BEGIN Input
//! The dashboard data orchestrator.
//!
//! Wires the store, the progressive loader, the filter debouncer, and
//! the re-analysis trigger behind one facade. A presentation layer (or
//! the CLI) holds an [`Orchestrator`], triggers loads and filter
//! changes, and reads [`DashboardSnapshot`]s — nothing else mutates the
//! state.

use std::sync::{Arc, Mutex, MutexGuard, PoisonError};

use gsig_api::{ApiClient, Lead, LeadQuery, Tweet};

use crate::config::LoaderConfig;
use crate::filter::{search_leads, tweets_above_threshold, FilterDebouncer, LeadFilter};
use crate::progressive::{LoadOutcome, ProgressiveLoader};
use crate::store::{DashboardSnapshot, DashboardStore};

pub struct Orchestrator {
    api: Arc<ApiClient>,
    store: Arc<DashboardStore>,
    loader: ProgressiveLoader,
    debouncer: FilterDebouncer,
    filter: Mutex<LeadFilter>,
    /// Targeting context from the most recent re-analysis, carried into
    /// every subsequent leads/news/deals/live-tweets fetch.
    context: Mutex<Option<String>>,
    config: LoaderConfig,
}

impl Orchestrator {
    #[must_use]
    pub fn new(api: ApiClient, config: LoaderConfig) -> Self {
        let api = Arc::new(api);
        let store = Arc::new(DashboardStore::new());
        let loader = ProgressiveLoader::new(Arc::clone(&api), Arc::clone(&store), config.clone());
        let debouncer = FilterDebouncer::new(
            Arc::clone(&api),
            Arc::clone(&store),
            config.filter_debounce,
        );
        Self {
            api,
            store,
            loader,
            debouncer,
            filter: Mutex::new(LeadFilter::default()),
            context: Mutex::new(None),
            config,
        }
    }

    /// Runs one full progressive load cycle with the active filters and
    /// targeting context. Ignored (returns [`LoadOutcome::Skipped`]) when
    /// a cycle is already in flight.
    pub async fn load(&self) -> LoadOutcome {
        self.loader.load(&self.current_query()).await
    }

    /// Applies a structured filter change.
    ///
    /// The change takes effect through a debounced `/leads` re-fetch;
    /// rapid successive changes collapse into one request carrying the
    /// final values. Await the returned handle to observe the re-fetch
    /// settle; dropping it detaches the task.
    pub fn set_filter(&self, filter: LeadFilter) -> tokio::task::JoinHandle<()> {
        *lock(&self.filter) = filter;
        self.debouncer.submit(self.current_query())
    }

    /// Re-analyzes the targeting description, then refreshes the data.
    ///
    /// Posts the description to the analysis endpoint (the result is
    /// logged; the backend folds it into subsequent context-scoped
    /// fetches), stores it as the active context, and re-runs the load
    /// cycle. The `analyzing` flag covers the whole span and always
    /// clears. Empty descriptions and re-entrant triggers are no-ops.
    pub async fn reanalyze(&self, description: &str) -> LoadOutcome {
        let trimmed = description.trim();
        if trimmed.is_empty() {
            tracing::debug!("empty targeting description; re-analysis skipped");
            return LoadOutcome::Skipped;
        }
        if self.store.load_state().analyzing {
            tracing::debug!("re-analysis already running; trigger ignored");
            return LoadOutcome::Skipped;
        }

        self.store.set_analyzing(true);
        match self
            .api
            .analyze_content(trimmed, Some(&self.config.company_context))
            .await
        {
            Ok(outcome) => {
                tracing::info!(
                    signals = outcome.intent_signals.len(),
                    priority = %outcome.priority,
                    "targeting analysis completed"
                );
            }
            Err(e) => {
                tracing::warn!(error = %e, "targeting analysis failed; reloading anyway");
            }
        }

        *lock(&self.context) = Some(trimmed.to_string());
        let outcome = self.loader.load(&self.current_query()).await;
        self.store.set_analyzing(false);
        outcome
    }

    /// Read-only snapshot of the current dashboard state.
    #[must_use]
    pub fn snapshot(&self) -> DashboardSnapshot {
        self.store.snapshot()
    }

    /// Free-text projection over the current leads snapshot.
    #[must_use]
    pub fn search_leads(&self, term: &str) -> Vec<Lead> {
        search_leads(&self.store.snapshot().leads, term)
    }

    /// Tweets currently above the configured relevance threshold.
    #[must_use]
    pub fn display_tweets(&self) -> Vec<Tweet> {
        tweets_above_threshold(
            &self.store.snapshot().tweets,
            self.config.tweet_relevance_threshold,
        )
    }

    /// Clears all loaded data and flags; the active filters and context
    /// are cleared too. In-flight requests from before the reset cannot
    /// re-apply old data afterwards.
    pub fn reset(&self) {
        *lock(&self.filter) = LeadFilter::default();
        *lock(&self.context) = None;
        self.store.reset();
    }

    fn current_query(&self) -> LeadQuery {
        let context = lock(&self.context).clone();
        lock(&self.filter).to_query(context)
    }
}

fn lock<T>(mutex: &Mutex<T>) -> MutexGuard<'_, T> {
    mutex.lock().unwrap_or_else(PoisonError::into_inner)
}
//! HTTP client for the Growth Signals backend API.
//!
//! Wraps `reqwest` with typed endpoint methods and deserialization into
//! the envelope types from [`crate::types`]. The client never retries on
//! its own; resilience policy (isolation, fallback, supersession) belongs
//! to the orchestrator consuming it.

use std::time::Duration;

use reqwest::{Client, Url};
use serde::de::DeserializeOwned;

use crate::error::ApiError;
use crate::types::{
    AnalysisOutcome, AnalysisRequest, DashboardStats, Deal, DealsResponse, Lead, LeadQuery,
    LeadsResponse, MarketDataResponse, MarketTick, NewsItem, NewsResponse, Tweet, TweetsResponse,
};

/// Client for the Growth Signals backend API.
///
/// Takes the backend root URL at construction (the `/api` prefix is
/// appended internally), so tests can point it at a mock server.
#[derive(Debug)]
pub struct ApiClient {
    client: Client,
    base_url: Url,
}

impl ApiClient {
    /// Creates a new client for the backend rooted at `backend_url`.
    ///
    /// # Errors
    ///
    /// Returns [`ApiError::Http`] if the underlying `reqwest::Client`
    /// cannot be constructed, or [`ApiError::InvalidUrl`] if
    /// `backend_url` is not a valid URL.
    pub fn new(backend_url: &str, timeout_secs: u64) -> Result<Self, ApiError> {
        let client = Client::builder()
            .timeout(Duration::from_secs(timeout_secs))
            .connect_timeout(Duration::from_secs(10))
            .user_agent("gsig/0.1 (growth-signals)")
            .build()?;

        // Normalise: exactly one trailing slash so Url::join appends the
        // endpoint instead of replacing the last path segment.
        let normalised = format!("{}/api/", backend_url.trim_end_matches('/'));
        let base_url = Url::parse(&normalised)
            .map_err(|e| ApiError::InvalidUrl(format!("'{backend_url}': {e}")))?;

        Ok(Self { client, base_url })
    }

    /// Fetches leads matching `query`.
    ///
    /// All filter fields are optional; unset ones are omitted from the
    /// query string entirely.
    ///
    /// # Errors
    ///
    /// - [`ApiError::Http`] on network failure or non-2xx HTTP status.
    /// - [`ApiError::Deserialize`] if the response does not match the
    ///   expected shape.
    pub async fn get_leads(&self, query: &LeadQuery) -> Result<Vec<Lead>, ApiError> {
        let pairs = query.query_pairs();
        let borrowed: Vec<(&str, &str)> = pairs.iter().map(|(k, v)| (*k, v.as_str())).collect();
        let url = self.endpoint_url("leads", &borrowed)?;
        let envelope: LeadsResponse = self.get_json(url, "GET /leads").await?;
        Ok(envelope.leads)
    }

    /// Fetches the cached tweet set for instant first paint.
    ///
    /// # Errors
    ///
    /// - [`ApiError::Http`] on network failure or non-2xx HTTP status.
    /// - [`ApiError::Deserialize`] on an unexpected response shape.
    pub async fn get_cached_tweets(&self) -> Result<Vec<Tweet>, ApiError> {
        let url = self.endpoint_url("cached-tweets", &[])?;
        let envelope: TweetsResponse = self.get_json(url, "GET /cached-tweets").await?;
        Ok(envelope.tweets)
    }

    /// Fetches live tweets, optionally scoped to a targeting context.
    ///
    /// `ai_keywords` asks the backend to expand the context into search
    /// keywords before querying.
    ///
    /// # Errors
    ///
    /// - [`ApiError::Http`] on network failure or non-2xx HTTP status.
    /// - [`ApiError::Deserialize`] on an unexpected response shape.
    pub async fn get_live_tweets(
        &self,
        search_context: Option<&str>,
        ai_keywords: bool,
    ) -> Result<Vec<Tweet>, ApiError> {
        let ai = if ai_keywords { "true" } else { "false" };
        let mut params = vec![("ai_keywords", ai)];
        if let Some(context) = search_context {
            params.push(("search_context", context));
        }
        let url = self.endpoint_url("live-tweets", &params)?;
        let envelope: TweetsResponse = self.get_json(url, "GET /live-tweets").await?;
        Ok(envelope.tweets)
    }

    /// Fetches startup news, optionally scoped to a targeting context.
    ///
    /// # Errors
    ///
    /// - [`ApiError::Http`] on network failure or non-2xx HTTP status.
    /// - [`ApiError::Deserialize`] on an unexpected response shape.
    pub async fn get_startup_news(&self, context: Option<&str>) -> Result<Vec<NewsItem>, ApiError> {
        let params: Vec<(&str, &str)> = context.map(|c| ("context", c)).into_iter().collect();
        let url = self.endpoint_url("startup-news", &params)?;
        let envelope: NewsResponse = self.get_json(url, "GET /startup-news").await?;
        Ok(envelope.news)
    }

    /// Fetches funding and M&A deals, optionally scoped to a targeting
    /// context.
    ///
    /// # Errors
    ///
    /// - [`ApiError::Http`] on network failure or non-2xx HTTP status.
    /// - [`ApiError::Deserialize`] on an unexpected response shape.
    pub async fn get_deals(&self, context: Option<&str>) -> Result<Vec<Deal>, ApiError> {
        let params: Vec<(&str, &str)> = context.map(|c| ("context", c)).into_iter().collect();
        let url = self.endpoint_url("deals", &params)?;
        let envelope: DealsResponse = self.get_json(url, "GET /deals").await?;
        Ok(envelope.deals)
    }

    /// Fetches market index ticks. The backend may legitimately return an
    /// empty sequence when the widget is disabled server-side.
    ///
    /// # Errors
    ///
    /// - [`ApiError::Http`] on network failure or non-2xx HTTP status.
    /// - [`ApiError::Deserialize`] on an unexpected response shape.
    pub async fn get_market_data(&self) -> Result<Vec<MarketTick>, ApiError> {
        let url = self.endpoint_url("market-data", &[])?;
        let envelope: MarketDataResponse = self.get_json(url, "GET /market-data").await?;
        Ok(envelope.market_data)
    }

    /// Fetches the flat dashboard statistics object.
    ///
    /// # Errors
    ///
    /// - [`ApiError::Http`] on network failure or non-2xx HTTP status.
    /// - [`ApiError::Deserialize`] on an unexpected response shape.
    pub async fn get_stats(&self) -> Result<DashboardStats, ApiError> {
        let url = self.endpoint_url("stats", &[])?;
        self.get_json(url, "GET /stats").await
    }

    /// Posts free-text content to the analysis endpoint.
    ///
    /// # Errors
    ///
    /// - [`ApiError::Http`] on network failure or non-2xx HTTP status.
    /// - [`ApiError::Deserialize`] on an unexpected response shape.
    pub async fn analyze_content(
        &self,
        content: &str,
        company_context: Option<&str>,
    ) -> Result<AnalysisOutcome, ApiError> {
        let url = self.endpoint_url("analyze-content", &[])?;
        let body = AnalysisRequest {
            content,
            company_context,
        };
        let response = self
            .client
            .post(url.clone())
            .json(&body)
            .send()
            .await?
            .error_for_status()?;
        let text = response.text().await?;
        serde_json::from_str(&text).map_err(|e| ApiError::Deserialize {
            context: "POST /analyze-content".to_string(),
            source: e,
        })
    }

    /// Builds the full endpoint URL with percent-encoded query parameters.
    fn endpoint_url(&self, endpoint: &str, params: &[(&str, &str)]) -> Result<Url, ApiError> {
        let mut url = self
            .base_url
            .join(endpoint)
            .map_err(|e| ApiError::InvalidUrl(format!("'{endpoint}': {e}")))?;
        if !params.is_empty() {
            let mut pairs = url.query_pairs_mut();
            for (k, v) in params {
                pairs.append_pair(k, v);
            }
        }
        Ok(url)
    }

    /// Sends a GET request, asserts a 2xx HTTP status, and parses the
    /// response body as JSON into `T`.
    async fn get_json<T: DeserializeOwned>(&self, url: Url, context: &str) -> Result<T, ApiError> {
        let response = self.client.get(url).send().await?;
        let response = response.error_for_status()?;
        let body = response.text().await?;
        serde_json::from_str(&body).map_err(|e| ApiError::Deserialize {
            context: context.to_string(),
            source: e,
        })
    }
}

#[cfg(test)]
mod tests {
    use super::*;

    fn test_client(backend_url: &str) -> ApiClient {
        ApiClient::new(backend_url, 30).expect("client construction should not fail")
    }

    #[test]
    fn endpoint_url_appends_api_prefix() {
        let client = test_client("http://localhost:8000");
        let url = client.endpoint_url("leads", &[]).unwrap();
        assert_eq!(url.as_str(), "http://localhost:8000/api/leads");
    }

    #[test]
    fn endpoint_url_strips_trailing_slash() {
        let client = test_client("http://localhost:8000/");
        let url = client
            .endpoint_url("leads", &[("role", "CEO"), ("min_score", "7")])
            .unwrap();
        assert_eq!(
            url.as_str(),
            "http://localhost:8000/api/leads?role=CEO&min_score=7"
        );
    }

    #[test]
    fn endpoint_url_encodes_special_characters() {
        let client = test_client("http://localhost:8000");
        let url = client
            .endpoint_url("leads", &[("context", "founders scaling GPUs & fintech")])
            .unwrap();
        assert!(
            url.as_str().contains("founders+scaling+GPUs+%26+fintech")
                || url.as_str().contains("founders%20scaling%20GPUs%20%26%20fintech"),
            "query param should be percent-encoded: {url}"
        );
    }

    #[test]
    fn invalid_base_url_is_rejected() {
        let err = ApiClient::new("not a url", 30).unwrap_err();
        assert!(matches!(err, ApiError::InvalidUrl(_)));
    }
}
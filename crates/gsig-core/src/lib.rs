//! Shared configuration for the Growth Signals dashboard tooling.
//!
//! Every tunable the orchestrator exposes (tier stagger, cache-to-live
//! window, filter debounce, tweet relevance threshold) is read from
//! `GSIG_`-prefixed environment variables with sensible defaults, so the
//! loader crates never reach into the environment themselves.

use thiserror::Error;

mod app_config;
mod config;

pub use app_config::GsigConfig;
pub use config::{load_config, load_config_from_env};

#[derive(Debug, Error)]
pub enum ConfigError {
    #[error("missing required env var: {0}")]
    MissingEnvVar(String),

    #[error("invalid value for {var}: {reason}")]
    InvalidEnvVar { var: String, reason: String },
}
END Input
What you should do: Only lines with the word "TweetsResponse" are needed. Copy them from the preceding records.

Answer area:
    LeadsResponse, MarketDataResponse, MarketTick, NewsItem, NewsResponse, Tweet, TweetsResponse,
        let envelope: TweetsResponse = self.get_json(url, "GET /cached-tweets").await?;
        let envelope: TweetsResponse = self.get_json(url, "GET /live-tweets").await?;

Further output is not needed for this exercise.